During the fall campaign, Joe Biden ruminated aloud about a foreign policy challenge that President Obama would have to confront early on. That challenge has come even sooner than Biden anticipated. To test Barack Obama’s intentions Russia recently announced its plans to go forward with the on-again off-again sale of an advanced air defence system to Iran.

Russia has no interest in helping Iran obtain nuclear weapons, but President Dmitry Medvedev

and his mentor, Prime Minister Vladimir Putin, may want to lay down a marker even before Obama takes up his responsibilities in the Oval Office. A good augury for Obama’s early Kremlin challenge is that both Senator Richard Lugar of Indiana, the ranking Republican on the Foreign Relations Committee, and Henry Kissinger visited Moscow this month for high-level discussions.

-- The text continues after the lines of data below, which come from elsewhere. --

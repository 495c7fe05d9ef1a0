//! Wire codecs for the two protocol dialects.
//!
//! Both dialects carry the same logical packet shape; [`binary`] is the
//! length-prefixed socket framing and [`text`] is the tagged textual
//! framing used over WebSockets.

pub mod binary;
pub mod text;

pub use binary::BinaryCodec;
pub use text::{encode_text, TextDecoder};

use crate::constants::FcType;

/// An outbound command before dialect encoding.
///
/// `n_from` carries the session id on the wire; the connection manager
/// fills it in from the login handshake.
#[derive(Debug, Clone, PartialEq)]
pub struct TxFrame {
    pub fc_type: FcType,
    pub n_from: i32,
    pub n_to: i32,
    pub n_arg1: i32,
    pub n_arg2: i32,
    pub payload: Option<String>,
}

impl TxFrame {
    pub fn new(fc_type: FcType, n_to: i32, n_arg1: i32, n_arg2: i32) -> TxFrame {
        TxFrame { fc_type, n_from: 0, n_to, n_arg1, n_arg2, payload: None }
    }

    pub fn with_payload(mut self, payload: impl Into<String>) -> TxFrame {
        self.payload = Some(payload.into());
        self
    }
}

These two go-betweens may bring Obama a message about the Kremlin’s terms for repairing a relationship that deteriorated under Bush. Because the missile defence system is flawed and because key European allies already oppose NATO membership for Georgia and Ukraine, Obama will have a chance to trade low-value cards inherited from Bush for crucial Russian cooperation on proliferation, terrorism, and energy security. Obama has the cards. Now he has to play them right.